Where does the string "BTreeMap" appear in the records? Copy each line that holds it.

◆ Dataset records

- Opening Delimiter -

//! Inventory policy settings and their default/override layering

use std::collections::BTreeMap;

use chrono::{DateTime, Utc};
use serde::{Deserialize, Serialize};
use serde_json::Value;
use uuid::Uuid;

use crate::validation::{
    coerce_bool, coerce_int, BUFFER_DAYS_BOUNDS, BUFFER_KITS_BOUNDS, LEAD_TIME_DAYS_BOUNDS,
    MIN_ON_HAND_BOUNDS,
};

/// Stored policy values, either a study-wide defaults row or a kit-type override row
#[derive(Debug, Clone, Copy, PartialEq, Eq, Serialize, Deserialize, Default)]
#[cfg_attr(feature = "sqlx", derive(sqlx::FromRow))]
pub struct InventorySettings {
    pub min_on_hand: i32,
    pub buffer_days: i32,
    pub lead_time_days: i32,
    pub auto_order_enabled: bool,
    /// Hard floor on the buffer target, in kits
    pub buffer_kits: i32,
}

/// Where the effective values of a kit type came from
#[derive(Debug, Clone, Copy, PartialEq, Eq, Serialize, Deserialize)]
#[serde(rename_all = "snake_case")]
pub enum SettingsSource {
    KitType,
    StudyDefault,
    Fallback,
}

/// Policy actually applied to one kit type during a forecast run
#[derive(Debug, Clone, Copy, PartialEq, Eq, Serialize, Deserialize)]
pub struct EffectiveSettings {
    pub min_on_hand: i32,
    pub buffer_days: i32,
    pub lead_time_days: i32,
    pub auto_order_enabled: bool,
    pub study_buffer_kits: i32,
    pub kit_type_buffer_kits: i32,
    pub source: SettingsSource,
}

/// Layer a kit-type override over the study defaults.
///
/// The override row wins as a whole; the study's buffer floor always applies
/// alongside the kit type's own.
pub fn resolve_settings(
    defaults: Option<&InventorySettings>,
    override_row: Option<&InventorySettings>,
) -> EffectiveSettings {
    let study_buffer_kits = defaults.map(|d| d.buffer_kits).unwrap_or(0);

    match (override_row, defaults) {
        (Some(row), _) => EffectiveSettings {
            min_on_hand: row.min_on_hand,
            buffer_days: row.buffer_days,
            lead_time_days: row.lead_time_days,
            auto_order_enabled: row.auto_order_enabled,
            study_buffer_kits,
            kit_type_buffer_kits: row.buffer_kits,
            source: SettingsSource::KitType,
        },
        (None, Some(row)) => EffectiveSettings {
            min_on_hand: row.min_on_hand,
            buffer_days: row.buffer_days,
            lead_time_days: row.lead_time_days,
            auto_order_enabled: row.auto_order_enabled,
            study_buffer_kits,
            kit_type_buffer_kits: 0,
            source: SettingsSource::StudyDefault,
        },
        (None, None) => EffectiveSettings {
            min_on_hand: 0,
            buffer_days: 0,
            lead_time_days: 0,
            auto_order_enabled: false,
            study_buffer_kits: 0,
            kit_type_buffer_kits: 0,
            source: SettingsSource::Fallback,
        },
    }
}

/// All policy rows of one study, loaded once per forecast run
#[derive(Debug, Clone, Default)]
pub struct SettingsBook {
    pub defaults: Option<InventorySettings>,
    pub overrides: BTreeMap<Uuid, InventorySettings>,
}

impl SettingsBook {
    pub fn effective(&self, kit_type_id: Uuid) -> EffectiveSettings {
        resolve_settings(self.defaults.as_ref(), self.overrides.get(&kit_type_id))
    }

    pub fn has_override(&self, kit_type_id: Uuid) -> bool {
        self.overrides.contains_key(&kit_type_id)
    }
}

/// Partial settings update as submitted by a client.
///
/// Fields are raw JSON so that strings, floats and garbage can all be coerced
/// instead of failing deserialization.
#[derive(Debug, Clone, Default, Deserialize)]
pub struct SettingsPatch {
    pub min_on_hand: Option<Value>,
    pub buffer_days: Option<Value>,
    pub lead_time_days: Option<Value>,
    pub auto_order_enabled: Option<Value>,
    pub buffer_kits: Option<Value>,
}

impl SettingsPatch {
    /// Apply the patch on top of the previously stored values
    pub fn apply(&self, previous: &InventorySettings) -> InventorySettings {
        InventorySettings {
            min_on_hand: coerce_int(
                self.min_on_hand.as_ref(),
                previous.min_on_hand,
                MIN_ON_HAND_BOUNDS,
            ),
            buffer_days: coerce_int(
                self.buffer_days.as_ref(),
                previous.buffer_days,
                BUFFER_DAYS_BOUNDS,
            ),
            lead_time_days: coerce_int(
                self.lead_time_days.as_ref(),
                previous.lead_time_days,
                LEAD_TIME_DAYS_BOUNDS,
            ),
            auto_order_enabled: coerce_bool(
                self.auto_order_enabled.as_ref(),
                previous.auto_order_enabled,
            ),
            buffer_kits: coerce_int(
                self.buffer_kits.as_ref(),
                previous.buffer_kits,
                BUFFER_KITS_BOUNDS,
            ),
        }
    }
}

/// Scope of a settings history entry
#[derive(Debug, Clone, Copy, PartialEq, Eq, Serialize, Deserialize)]
#[cfg_attr(feature = "sqlx", derive(sqlx::Type))]
#[cfg_attr(
    feature = "sqlx",
    sqlx(type_name = "inventory_settings_scope", rename_all = "snake_case")
)]
#[serde(rename_all = "snake_case")]
pub enum SettingsScope {
    Study,
    KitType,
}

/// Append-only record of a settings change
#[derive(Debug, Clone, Serialize, Deserialize)]
#[cfg_attr(feature = "sqlx", derive(sqlx::FromRow))]
pub struct SettingsHistoryEntry {
    pub id: Uuid,
    pub study_id: Uuid,
    pub kit_type_id: Option<Uuid>,
    pub scope: SettingsScope,
    pub previous: Option<Value>,
    pub current: Value,
    pub changed_by: Option<Uuid>,
    pub changed_at: DateTime<Utc>,
}

#[cfg(test)]
mod tests {
    use super::*;
    use serde_json::json;

    fn row(min: i32, days: i32, lead: i32, auto: bool, kits: i32) -> InventorySettings {
        InventorySettings {
            min_on_hand: min,
            buffer_days: days,
            lead_time_days: lead,
            auto_order_enabled: auto,
            buffer_kits: kits,
        }
    }

    #[test]
    fn falls_back_to_zero_without_rows() {
        let effective = resolve_settings(None, None);
        assert_eq!(effective.min_on_hand, 0);
        assert_eq!(effective.buffer_days, 0);
        assert!(!effective.auto_order_enabled);
        assert_eq!(effective.source, SettingsSource::Fallback);
    }

    #[test]
    fn study_defaults_apply_without_override() {
        let defaults = row(4, 14, 7, true, 2);
        let effective = resolve_settings(Some(&defaults), None);
        assert_eq!(effective.min_on_hand, 4);
        assert_eq!(effective.buffer_days, 14);
        assert_eq!(effective.lead_time_days, 7);
        assert_eq!(effective.study_buffer_kits, 2);
        assert_eq!(effective.kit_type_buffer_kits, 0);
        assert_eq!(effective.source, SettingsSource::StudyDefault);
    }

    #[test]
    fn override_wins_but_keeps_study_buffer_floor() {
        let defaults = row(4, 14, 7, true, 2);
        let kit = row(1, 3, 10, false, 5);
        let effective = resolve_settings(Some(&defaults), Some(&kit));
        assert_eq!(effective.min_on_hand, 1);
        assert_eq!(effective.buffer_days, 3);
        assert_eq!(effective.lead_time_days, 10);
        assert!(!effective.auto_order_enabled);
        assert_eq!(effective.study_buffer_kits, 2);
        assert_eq!(effective.kit_type_buffer_kits, 5);
        assert_eq!(effective.source, SettingsSource::KitType);
    }

    #[test]
    fn patch_keeps_omitted_fields() {
        let previous = row(4, 14, 7, true, 2);
        let patch = SettingsPatch {
            buffer_days: Some(json!(21)),
            ..Default::default()
        };
        assert_eq!(patch.apply(&previous), row(4, 21, 7, true, 2));
    }

    #[test]
    fn patch_clamps_buffer_days() {
        let patch = SettingsPatch {
            buffer_days: Some(json!(500)),
            ..Default::default()
        };
        assert_eq!(patch.apply(&InventorySettings::default()).buffer_days, 180);
    }

    #[test]
    fn patch_with_garbage_keeps_previous() {
        let previous = row(4, 14, 7, true, 2);
        let patch = SettingsPatch {
            min_on_hand: Some(json!("lots")),
            lead_time_days: Some(json!({ "days": 3 })),
            auto_order_enabled: Some(json!("maybe")),
            ..Default::default()
        };
        assert_eq!(patch.apply(&previous), previous);
    }
}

- Closing Delimiter -

◆ Response area
use std::collections::BTreeMap;
    pub overrides: BTreeMap<Uuid, InventorySettings>,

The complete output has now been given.